Club de jazz intimiste de Montréal, actif de la seconde moitié des années 1980 au début des années 1990, réputé pour son ambiance de « timbre-poste enfumé » et pour avoir servi de laboratoire de création à plusieurs des plus importants musiciens de jazz de la ville, aux côtés de pointures internationales.[1], [5]

1. Présentation

Le Jazz-Bar 20-80 (1985-1992) est un important club de jazz montréalais situé au 2080, rue Clark. À la fin des années 1980, il est considéré comme le club de jazz par excellence : une salle minuscule, « de la taille d’un timbre-poste, enfumée, humide et faiblement éclairée », fréquentée par une faune bigarrée où l’on croisait parfois des figures associées à « la pègre ». Malgré un décor sans prétention, presque aucun aménagement et peu de moyens, le 20-80 attire soir après soir les meilleurs musiciens de jazz de la ville, et finit par se tailler une réputation disproportionnée à sa taille.[1], [3]

2. Origines & contexte

Le club est fondé au milieu des années 1980 par Dino Burazerovic, originaire de Yougoslavie, arrivé à Montréal en 1976. Avant de se lancer dans le milieu des bars et du jazz, Burazerovic est entrepreneur dans le domaine de l’isolation, à la tête d’une petite entreprise de treize employés et deux camions. Lorsque l’on découvre la présence de formaldéhyde dans l’isolant qu’il utilise – malgré l’aval initial des autorités – une série de poursuites judiciaires finit par avoir raison de son entreprise. Il perd presque tout, à l’exception d’un petit immeuble sur la rue Clark où il décidera d’ouvrir le Jazz-Bar 20-80 au rez-de-chaussée, tout en logeant sa famille à l’étage.[2]

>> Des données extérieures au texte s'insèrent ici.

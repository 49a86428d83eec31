//! Jellymirror Daemon - Background catalog mirroring service
//!
//! This binary runs as a user service and handles:
//! - Scheduled full and recently-added syncs against one Jellyfin server
//! - Cleanup of runs left `Running` by a previous process
//! - Graceful shutdown on SIGTERM/SIGINT
//!
//! # Architecture
//!
//! The daemon opens the mirror database, wires a [`ReconciliationEngine`]
//! and spawns one [`TaskScheduler`] per scheduled task kind. Every
//! scheduler shares a `CancellationToken` that is cancelled on receipt of
//! SIGTERM or SIGINT; a run in progress finishes before its scheduler exits.

use std::{path::PathBuf, sync::Arc, time::Duration};

use anyhow::{Context, Result};
use jellymirror_audit::TracingProgressSink;
use jellymirror_cache::{DatabasePool, SqliteCatalogStore};
use jellymirror_client::{JellyfinClient, JellyfinMediaSource};
use jellymirror_core::{
    config::Config,
    ports::{ICatalogStore, IMediaSource, IProgressSink, ITaskLog},
};
use jellymirror_sync::{engine::SyncSettings, ReconciliationEngine, TaskScheduler};
use tokio::task::JoinSet;
use tokio_util::sync::CancellationToken;
use tracing::{error, info, warn};
use tracing_subscriber::EnvFilter;

/// Environment variable overriding the configuration file location
const CONFIG_ENV: &str = "JELLYMIRROR_CONFIG";

// ============================================================================
// DaemonService
// ============================================================================

/// Main daemon service that owns the engine and its schedulers
struct DaemonService {
    config: Config,
    engine: Arc<ReconciliationEngine>,
    /// Token for signalling graceful shutdown to all schedulers
    shutdown: CancellationToken,
}

impl DaemonService {
    /// Opens the database and builds the engine from `config`
    async fn new(config: Config, shutdown: CancellationToken) -> Result<Self> {
        let db_pool = DatabasePool::new(&config.database.path)
            .await
            .context("Failed to open database")?;
        let store = Arc::new(SqliteCatalogStore::new(db_pool.pool().clone()));

        let source = build_media_source(&config)?;
        if source.is_none() {
            warn!(
                "Jellyfin server URL or API key not configured; \
                 scheduled runs will fail until both are set"
            );
        }

        let engine = Arc::new(ReconciliationEngine::new(
            source,
            Arc::clone(&store) as Arc<dyn ICatalogStore>,
            store as Arc<dyn ITaskLog>,
            Arc::new(TracingProgressSink) as Arc<dyn IProgressSink>,
            SyncSettings::from_config(&config),
        ));

        Ok(Self {
            config,
            engine,
            shutdown,
        })
    }

    /// Runs both schedulers until shutdown is requested
    async fn run(&self) -> Result<()> {
        let schedulers = [
            TaskScheduler::full_sync(Arc::clone(&self.engine), &self.config),
            TaskScheduler::partial_sync(Arc::clone(&self.engine), &self.config),
        ];

        let mut tasks = JoinSet::new();
        for scheduler in schedulers {
            let token = self.shutdown.child_token();
            tasks.spawn(async move { scheduler.run(token).await });
        }

        while let Some(joined) = tasks.join_next().await {
            if let Err(e) = joined {
                error!(error = %e, "Scheduler task panicked");
                self.shutdown.cancel();
            }
        }

        Ok(())
    }
}

/// Builds the Jellyfin media source when both URL and API key are set
fn build_media_source(config: &Config) -> Result<Option<Arc<dyn IMediaSource>>> {
    let Some((url, api_key)) = config.server_credentials() else {
        return Ok(None);
    };
    let client = JellyfinClient::new(
        url,
        api_key,
        Duration::from_secs(config.server.timeout_secs),
    )
    .context("Failed to create Jellyfin client")?;
    info!(server = %client.base_url(), "Jellyfin client ready");
    Ok(Some(Arc::new(JellyfinMediaSource::new(client))))
}

/// Configuration path from `JELLYMIRROR_CONFIG`, else the platform default
fn config_path() -> PathBuf {
    std::env::var_os(CONFIG_ENV)
        .map(PathBuf::from)
        .unwrap_or_else(Config::default_path)
}

// ============================================================================
// Graceful shutdown signal handler
// ============================================================================

/// Waits for SIGTERM or SIGINT and triggers the cancellation token
async fn shutdown_signal(token: CancellationToken) {
    let ctrl_c = async {
        tokio::signal::ctrl_c()
            .await
            .expect("Failed to install Ctrl+C handler");
    };

    #[cfg(unix)]
    let terminate = async {
        tokio::signal::unix::signal(tokio::signal::unix::SignalKind::terminate())
            .expect("Failed to install SIGTERM handler")
            .recv()
            .await;
    };

    #[cfg(not(unix))]
    let terminate = std::future::pending::<()>();

    tokio::select! {
        _ = ctrl_c => {
            info!("Received SIGINT (Ctrl+C)");
        }
        _ = terminate => {
            info!("Received SIGTERM");
        }
    }

    token.cancel();
}

// ============================================================================
// Main entry point
// ============================================================================

#[tokio::main]
async fn main() -> Result<()> {
    let config_path = config_path();
    let config = Config::load_or_default(&config_path);

    // RUST_LOG wins over the configured level
    let env_filter = EnvFilter::try_from_default_env()
        .unwrap_or_else(|_| EnvFilter::new(&config.logging.level));

    tracing_subscriber::fmt()
        .with_env_filter(env_filter)
        .with_target(true)
        .init();

    info!(config_path = %config_path.display(), "Jellymirror daemon starting (jellymirrord)");

    for issue in config.validate() {
        warn!(field = %issue.field, "{}", issue.message);
    }

    let shutdown_token = CancellationToken::new();

    let signal_token = shutdown_token.clone();
    tokio::spawn(async move {
        shutdown_signal(signal_token).await;
    });

    let service = DaemonService::new(config, shutdown_token.clone()).await?;

    let result = service.run().await;

    match &result {
        Ok(()) => info!("Jellymirror daemon shut down gracefully"),
        Err(e) => error!(error = %e, "Jellymirror daemon exiting with error"),
    }

    result
}

// ============================================================================
// Tests
// ============================================================================
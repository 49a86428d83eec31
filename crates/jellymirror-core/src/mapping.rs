//! Record mapper
//!
//! Pure functions translating one remote record into one local row. A
//! mapper returns `None` when the record lacks the fields that make up its
//! identity; such records are dropped before they reach the store.

use chrono::{DateTime, NaiveDateTime, Utc};
use serde_json::Value;

use crate::{
    domain::{Episode, ImportedPluginRow, ItemInfo, Library, LibraryItem, OwnerKind, Season, User},
    ports::{RemoteItem, RemoteLibrary, RemoteMediaSource, RemoteUser},
};

/// Parses the date formats the server and its plugins emit
///
/// Accepts RFC 3339 (with up to seven fractional digits) and naive
/// `YYYY-MM-DD HH:MM:SS[.f]` timestamps, which are taken as UTC.
pub fn parse_remote_date(raw: &str) -> Option<DateTime<Utc>> {
    let raw = raw.trim();
    if raw.is_empty() {
        return None;
    }
    if let Ok(dt) = DateTime::parse_from_rfc3339(raw) {
        return Some(dt.with_timezone(&Utc));
    }
    ["%Y-%m-%d %H:%M:%S%.f", "%Y-%m-%dT%H:%M:%S%.f"]
        .iter()
        .find_map(|fmt| NaiveDateTime::parse_from_str(raw, fmt).ok())
        .map(|naive| naive.and_utc())
}

fn non_empty(value: &Option<String>) -> Option<String> {
    value.as_deref().filter(|s| !s.is_empty()).map(str::to_owned)
}

pub fn map_library(record: &RemoteLibrary) -> Option<Library> {
    Some(Library {
        id: non_empty(&record.id)?,
        name: record.name.clone().unwrap_or_default(),
        collection_type: record.collection_type.clone(),
        archived: false,
    })
}

/// Maps a movie, audio or series record; the owning library is the one
/// being listed, not the record's own `ParentId`.
pub fn map_item(record: &RemoteItem, library_id: &str) -> Option<LibraryItem> {
    Some(LibraryItem {
        id: non_empty(&record.id)?,
        name: record.name.clone().unwrap_or_default(),
        parent_id: library_id.to_string(),
        item_type: record.item_type.clone().unwrap_or_default(),
        production_year: record.production_year,
        path: record.path.clone(),
        run_time_ticks: record.run_time_ticks,
        date_created: record.date_created.as_deref().and_then(parse_remote_date),
        archived: false,
    })
}

/// Seasons without a series cannot be attached and are rejected
pub fn map_season(record: &RemoteItem) -> Option<Season> {
    Some(Season {
        id: non_empty(&record.id)?,
        name: record.name.clone().unwrap_or_default(),
        series_id: non_empty(&record.series_id)?,
        series_name: record.series_name.clone(),
        index_number: record.index_number,
        archived: false,
    })
}

/// Episodes keep a missing season as `None`; the reconciler removes them later
pub fn map_episode(record: &RemoteItem) -> Option<Episode> {
    Some(Episode {
        episode_id: non_empty(&record.id)?,
        name: record.name.clone().unwrap_or_default(),
        season_id: non_empty(&record.season_id),
        series_id: non_empty(&record.series_id)?,
        series_name: record.series_name.clone(),
        season_name: record.season_name.clone(),
        index_number: record.index_number,
        parent_index_number: record.parent_index_number,
        archived: false,
    })
}

pub fn map_item_info(
    source: &RemoteMediaSource,
    owner_id: &str,
    owner_kind: OwnerKind,
) -> Option<ItemInfo> {
    Some(ItemInfo {
        id: non_empty(&source.id)?,
        owner_id: owner_id.to_string(),
        owner_kind,
        path: source.path.clone(),
        name: source.name.clone(),
        size: source.size,
        bitrate: source.bitrate,
        media_streams: Value::Array(source.media_streams.clone()),
    })
}

/// All media-source rows of one item or episode record
pub fn map_media_sources(record: &RemoteItem, owner_kind: OwnerKind) -> Vec<ItemInfo> {
    let Some(owner_id) = non_empty(&record.id) else {
        return Vec::new();
    };
    record
        .media_sources
        .iter()
        .filter_map(|source| map_item_info(source, &owner_id, owner_kind))
        .collect()
}

pub fn map_user(record: &RemoteUser) -> Option<User> {
    Some(User {
        id: non_empty(&record.id)?,
        name: record.name.clone().unwrap_or_default(),
        is_administrator: record
            .policy
            .as_ref()
            .map(|p| p.is_administrator)
            .unwrap_or(false),
        last_login_date: record.last_login_date.as_deref().and_then(parse_remote_date),
        last_activity_date: record
            .last_activity_date
            .as_deref()
            .and_then(parse_remote_date),
    })
}

fn value_as_i64(value: &Value) -> Option<i64> {
    match value {
        Value::Number(n) => n.as_i64().or_else(|| n.as_f64().map(|f| f as i64)),
        Value::String(s) => s.trim().parse().ok(),
        _ => None,
    }
}

fn value_as_string(value: &Value) -> Option<String> {
    match value {
        Value::String(s) if !s.is_empty() => Some(s.clone()),
        Value::Number(n) => Some(n.to_string()),
        _ => None,
    }
}

/// Maps one row of a Playback Reporting query result by column name
pub fn map_plugin_row(columns: &[String], row: &[Value]) -> Option<ImportedPluginRow> {
    let cell = |name: &str| {
        columns
            .iter()
            .position(|c| c.eq_ignore_ascii_case(name))
            .and_then(|i| row.get(i))
    };
    let text = |name: &str| cell(name).and_then(value_as_string);

    Some(ImportedPluginRow {
        rowid: cell("rowid").and_then(value_as_i64)?,
        date_created: text("DateCreated").as_deref().and_then(parse_remote_date),
        user_id: text("UserId"),
        item_id: text("ItemId"),
        item_type: text("ItemType"),
        item_name: text("ItemName"),
        play_method: text("PlaybackMethod"),
        client_name: text("ClientName"),
        device_name: text("DeviceName"),
        play_duration: cell("PlayDuration").and_then(value_as_i64).unwrap_or(0),
    })
}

Pour soutenir financièrement le projet, sa femme Emira travaille comme barmaid sur la rue Saint-Denis et, certains soirs, rapporte davantage en pourboires que ce que le bar génère en ventes. Burazerovic, qui peint également à l’huile, vend à l’occasion ses toiles afin d’aider à payer les musiciens et maintenir la programmation du club.[2]

3. Positionnement & programmation

Sous l’impulsion du guitariste Michael Gauthier, qui en devient le programmateur naturel et le directeur musical officieux, le Jazz-Bar 20-80 se transforme progressivement en un « laboratoire de création » pour le jazz montréalais. Gauthier structure la programmation, organise des jam sessions régulières et invite des musiciens étrangers à partager la scène avec d’excellents instrumentistes locaux, créant un lieu d’échanges particulièrement fertile pour le jazz d’ici.[5]

Malgré la taille réduite de la salle, plusieurs pointures internationales viennent y jouer : les saxophonistes David Liebman et Clifford Jordan, le tromboniste Curtis Fuller, le batteur Marvin « Smitty » Smith, ainsi que les saxophonistes Jimmy Heath, Joe Lovano, Steve Grossman, le guitariste Sonny Greenwich et le pianiste Barry Harris, entre autres. Cette proximité entre public et musiciens – dans un club ne pouvant accueillir qu’une poignée de personnes – contribue à la légende du 20-80 dans la mémoire des amateurs de jazz montréalais.[3], [5]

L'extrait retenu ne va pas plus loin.